Complications of insomnia

Whatever its reason, insomnia can affect you both mentally and physically. People with insomnia report a lower quality of life compared with people who are sleeping well. Complications may include:

- Psychiatric problems, such as depression or an anxiety disorder

- Overweight or obesity

- Increased risk and severity of long-term diseases or conditions, such as high blood pressure, heart disease and diabetes

- Substance abuse


Treatment & Prevention

Good sleep habits to prevent insomnia include

- Adopt a regular sleep schedule

Try to go to sleep at the same time each night and get up at the same time each morning. Try not to take naps during the day, because they may make you less sleepy at night.

- Avoid caffeine, nicotine, and alcohol late in the day

- Get regular exercise

But try not to exercise close to bedtime, because it may stimulate you, making it hard to fall asleep. It is recommended not to exercise for at least three to four hours before the time you go to sleep.

- Don't eat a heavy meal late in the day

- Make your bedroom comfortable

It must be dark, quiet, not too warm or too cold. If needed, use a sleeping mask if light is a problem and earplugs or a fan against noise.

- Follow a routine to help you relax before sleep

- Read a book, listen to music, take a bath, try medidation techniques or yoga practice. If you have a lot to think about, try to make a to-do list before you go to bed so that you will not focus on these worries overnight.

- Avoid using your bed for anything other than sleep or sex


Treatment of Chronic Insomnia

Treatment for chronic insomnia includes first treating any underlying conditions or health problems that are causing the insomnia. If insomnia continues, a behavior therapy may be considered.

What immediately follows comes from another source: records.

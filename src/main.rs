use std::fs;
use std::path::{Path, PathBuf};
use std::time::{Duration, Instant};

use anyhow::{Context, Result};
use bitfact::command::parser::{parse_aggregates, parse_filter};
use bitfact::engine::core::filter::Expression;
use bitfact::engine::core::read::aggregate::plan::AggregateRequest;
use bitfact::engine::errors::QueryError;
use bitfact::engine::query::Catalog;
use bitfact::loader::generate::{generate_data_file, write_default_schema};
use bitfact::loader::{LoadError, load_catalog};
use bitfact::logging;
use bitfact::shared::config::{CONFIG, OutputFormat};
use clap::{Parser, Subcommand, ValueEnum};
use rand::SeedableRng;
use rand::rngs::StdRng;
use serde::Serialize;
use serde_json::json;
use tracing::info;

#[derive(Parser)]
#[command(name = "bitfact")]
#[command(about = "Query a fact table by scan or by bitmap index", long_about = None)]
struct Args {
    #[command(subcommand)]
    command: Commands,
}

#[derive(Subcommand)]
enum Commands {
    /// Write the default schema and a random data file
    Generate {
        /// Number of fact rows (defaults to data.generated_rows)
        #[arg(short, long)]
        rows: Option<usize>,

        /// Seed for reproducible data
        #[arg(long)]
        seed: Option<u64>,

        #[command(flatten)]
        files: DataFiles,
    },

    /// Evaluate one filter with one or more aggregates
    Query {
        /// Filter such as "D1 = A AND D2 = X OR D2 = Y"
        #[arg(short = 'w', long = "where")]
        filter: String,

        /// Aggregate as func:column, repeatable
        #[arg(short, long = "agg", required = true)]
        aggs: Vec<String>,

        /// Evaluation path (defaults to both when query.compare_paths is set)
        #[arg(short, long, value_enum)]
        mode: Option<Mode>,

        #[command(flatten)]
        files: DataFiles,
    },

    /// Run the two reference queries on both paths
    Demo {
        #[command(flatten)]
        files: DataFiles,
    },
}

#[derive(clap::Args)]
struct DataFiles {
    /// Schema file (defaults to data.schema_path)
    #[arg(long)]
    schema: Option<PathBuf>,

    /// Data file (defaults to data.data_path)
    #[arg(long)]
    data: Option<PathBuf>,
}

impl DataFiles {
    fn schema_path(&self) -> PathBuf {
        self.schema
            .clone()
            .unwrap_or_else(|| PathBuf::from(&CONFIG.data.schema_path))
    }

    fn data_path(&self) -> PathBuf {
        self.data
            .clone()
            .unwrap_or_else(|| PathBuf::from(&CONFIG.data.data_path))
    }

    fn load(&self) -> Result<Catalog> {
        let schema = self.schema_path();
        let data = self.data_path();
        load_catalog(&schema, &data)
            .inspect_err(LoadError::log_error)
            .with_context(|| {
                format!(
                    "loading schema {} with data {}",
                    schema.display(),
                    data.display()
                )
            })
    }
}

#[derive(Clone, Copy, PartialEq, Eq, ValueEnum)]
enum Mode {
    Scan,
    Bitmap,
    Both,
}

fn main() -> Result<()> {
    let _guard = logging::init()?;
    let args = Args::parse();

    match args.command {
        Commands::Generate { rows, seed, files } => {
            generate(rows.unwrap_or(CONFIG.data.generated_rows), seed, &files)
        }
        Commands::Query {
            filter,
            aggs,
            mode,
            files,
        } => {
            let expression = parse_filter(&filter)?;
            let requests = parse_aggregates(aggs.as_slice())?;
            let mode = mode.unwrap_or(if CONFIG.query.compare_paths {
                Mode::Both
            } else {
                Mode::Bitmap
            });
            let catalog = files.load()?;
            print(&run_query(&catalog, &expression, &requests, mode)?)
        }
        Commands::Demo { files } => {
            let catalog = files.load()?;
            let queries = [
                ("D1=A AND D2=X", vec!["AVG:Fact1"]),
                (
                    "D1=A AND D2=X OR D1=B AND D2=Y OR D2=Y",
                    vec!["COUNT:Fact1", "SUM:Fact2"],
                ),
            ];
            for (filter, aggs) in queries {
                let expression = parse_filter(filter)?;
                let requests = parse_aggregates(aggs.as_slice())?;
                print(&run_query(&catalog, &expression, &requests, Mode::Both)?)?;
            }
            Ok(())
        }
    }
}

fn generate(rows: usize, seed: Option<u64>, files: &DataFiles) -> Result<()> {
    let schema = files.schema_path();
    let data = files.data_path();
    ensure_parent(&schema)?;
    ensure_parent(&data)?;

    let mut rng = match seed {
        Some(seed) => StdRng::seed_from_u64(seed),
        None => StdRng::from_entropy(),
    };
    write_default_schema(&schema).inspect_err(LoadError::log_error)?;
    generate_data_file(&data, rows, &mut rng).inspect_err(LoadError::log_error)?;

    info!(schema = %schema.display(), data = %data.display(), rows, "Generated dataset");
    Ok(())
}

fn ensure_parent(path: &Path) -> Result<()> {
    if let Some(parent) = path.parent().filter(|p| !p.as_os_str().is_empty()) {
        fs::create_dir_all(parent)
            .with_context(|| format!("creating directory {}", parent.display()))?;
    }
    Ok(())
}

fn run_query(
    catalog: &Catalog,
    expression: &Expression,
    requests: &[AggregateRequest],
    mode: Mode,
) -> Result<serde_json::Value> {
    let mut report = serde_json::Map::new();
    report.insert("filter".into(), json!(expression.to_string()));
    let mut scan_time = None;
    let mut bitmap_time = None;

    if mode != Mode::Bitmap {
        let start = Instant::now();
        let outcome = catalog
            .fact
            .evaluate_without_index(expression, requests)
            .inspect_err(QueryError::log_error)?;
        let elapsed = start.elapsed();
        scan_time = Some(elapsed);
        report.insert(
            "scan".into(),
            json!({ "outcome": outcome, "elapsed_us": elapsed.as_micros() as u64 }),
        );
    }

    if mode != Mode::Scan {
        let start = Instant::now();
        let outcome = catalog
            .evaluate_with_index(expression, requests)
            .inspect_err(QueryError::log_error)?;
        let elapsed = start.elapsed();
        bitmap_time = Some(elapsed);
        report.insert(
            "bitmap".into(),
            json!({ "outcome": outcome, "elapsed_us": elapsed.as_micros() as u64 }),
        );
    }

    if let (Some(scan), Some(bitmap)) = (scan_time, bitmap_time) {
        report.insert("difference_us".into(), json!(signed_micros(scan, bitmap)));
    }

    Ok(serde_json::Value::Object(report))
}

/// Scan time minus bitmap time; positive when the index was faster.
fn signed_micros(scan: Duration, bitmap: Duration) -> i64 {
    scan.as_micros() as i64 - bitmap.as_micros() as i64
}

fn print<T: Serialize>(value: &T) -> Result<()> {
    let text = match CONFIG.query.output_format {
        OutputFormat::Json => serde_json::to_string(value)?,
        OutputFormat::Pretty => serde_json::to_string_pretty(value)?,
    };
    println!("{}", text);
    Ok(())
}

Behavioral treatments teach you new sleep behaviors and ways to improve your sleeping environment and are generally recommended as the first line of treatment for people with insomnia. Typically they're equally or more effective than sleep medications.

Behavior therapies include:

- Education about good sleeping habits.

- Cognitive behavioral therapy to help you control or eliminate negative thoughts and worries that keep you awake.

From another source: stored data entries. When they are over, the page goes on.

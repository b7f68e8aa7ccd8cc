pub mod ops;
pub mod plan;
use std::collections::HashMap;

use tracing::debug;

use crate::engine::core::bitmap::bit_vector::BitVector;
use crate::engine::types::Row;

/// Per-value bitmaps for one indexed column of the fact table.
///
/// Every bitmap is `row_count` bits long and, across all values of the
/// column, each row is set in exactly one bitmap.
#[derive(Debug, Clone, Default)]
pub struct BitmapIndex {
    pub column: String,
    pub row_count: usize,
    bitmaps: HashMap<String, BitVector>,
}

impl BitmapIndex {
    /// Builds the index for `position` over fully materialized `rows`.
    pub fn build(column: &str, position: usize, rows: &[Row]) -> Self {
        let mut builder = BitmapIndexBuilder::new(column, rows.len());
        for (row_idx, row) in rows.iter().enumerate() {
            builder.add(row_idx, row[position].as_str());
        }
        let index = builder.build();
        debug!(
            target: "bitfact::index",
            column = %index.column,
            rows = index.row_count,
            values = index.value_count(),
            "Built bitmap index"
        );
        index
    }

    #[inline]
    pub fn get(&self, value: &str) -> Option<&BitVector> {
        self.bitmaps.get(value)
    }

    pub fn contains(&self, value: &str) -> bool {
        self.bitmaps.contains_key(value)
    }

    pub fn values(&self) -> impl Iterator<Item = &str> {
        self.bitmaps.keys().map(String::as_str)
    }

    pub fn value_count(&self) -> usize {
        self.bitmaps.len()
    }

    /// Checks that the value bitmaps are pairwise disjoint and cover every row.
    pub fn is_partition(&self) -> bool {
        let mut union = BitVector::zeros(self.row_count);
        for bits in self.bitmaps.values() {
            if bits.len() != self.row_count || !union.is_disjoint(bits) {
                return false;
            }
            union.or_assign(bits);
        }
        union == BitVector::ones(self.row_count)
    }
}

pub struct BitmapIndexBuilder {
    column: String,
    row_count: usize,
    bitmaps: HashMap<String, BitVector>,
}

impl BitmapIndexBuilder {
    pub fn new(column: &str, row_count: usize) -> Self {
        Self {
            column: column.to_string(),
            row_count,
            bitmaps: HashMap::new(),
        }
    }

    pub fn add(&mut self, row_idx: usize, value: &str) {
        let row_count = self.row_count;
        self.bitmaps
            .entry(value.to_string())
            .or_insert_with(|| BitVector::zeros(row_count))
            .set(row_idx);
    }

    pub fn build(self) -> BitmapIndex {
        BitmapIndex {
            column: self.column,
            row_count: self.row_count,
            bitmaps: self.bitmaps,
        }
    }
}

- Relaxation techniques such as progressive muscle relaxation, biofeedback and breathing exercises are ways to reduce anxiety at bedtime and help you control your breathing, heart rate, muscle tension and mood.

- Stimulus control to help you associate your bed and bedroom only with sleep and sex.

- Sleep restriction. It will decrease the time spent in bed, causing partial sleep deprivation, which will make you more tired the next night. Once your sleep has improved, your time in bed is gradually increased.

- Light therapy. It can help you to push back your internal clock if you fall asleep too early and then awaken too early.


Treating Insomnia with herbs


As an adaptogen, Jiaogulan has the ability to balance the hormonal and nervous system response, helping people to quickly adapt to environmental factors such as stress, anxiety, aging or injury.

As a metabolic regulator, it promotes a good restful night’s sleep when needed and provides the energy and vitality needed to carry out the day’s functions.

Jiaogulan tea can help promote a restful sleep due to the absence of caffeine in the tea. Drinking the right amount of Jiaogulan tea before bed time can help people counter insomnia and restless nights.


Noni stimulates the production and release of xeronine, which activates the pineal gland. This gland stimulates two major nerve hormones, serotonin and melatonin.

• Serotonin is an important initiator of sleep. By consequence, Noni helps to reduce your mental stress, anxiety, depression by maintaining your serotonin level in your body in a balanced condition. That is why Noni can help people who have sleeping problems, or who want to normalize their serotonin levels without the side-effects of antidepressants.

• Melatonin is also a sleep hormone. Since Noni helps to secret more melatonin, keeping your endocrine system in a balance condition, it will reduce insomnia caused by hormonal imbalances.

• Releasing additional xeronine into the bloodstream will almost immediately eliminate any pain by acting as an analgesic or painkiller as well as a relaxant. That is why Noni may also help in sleeplessness associated with pain.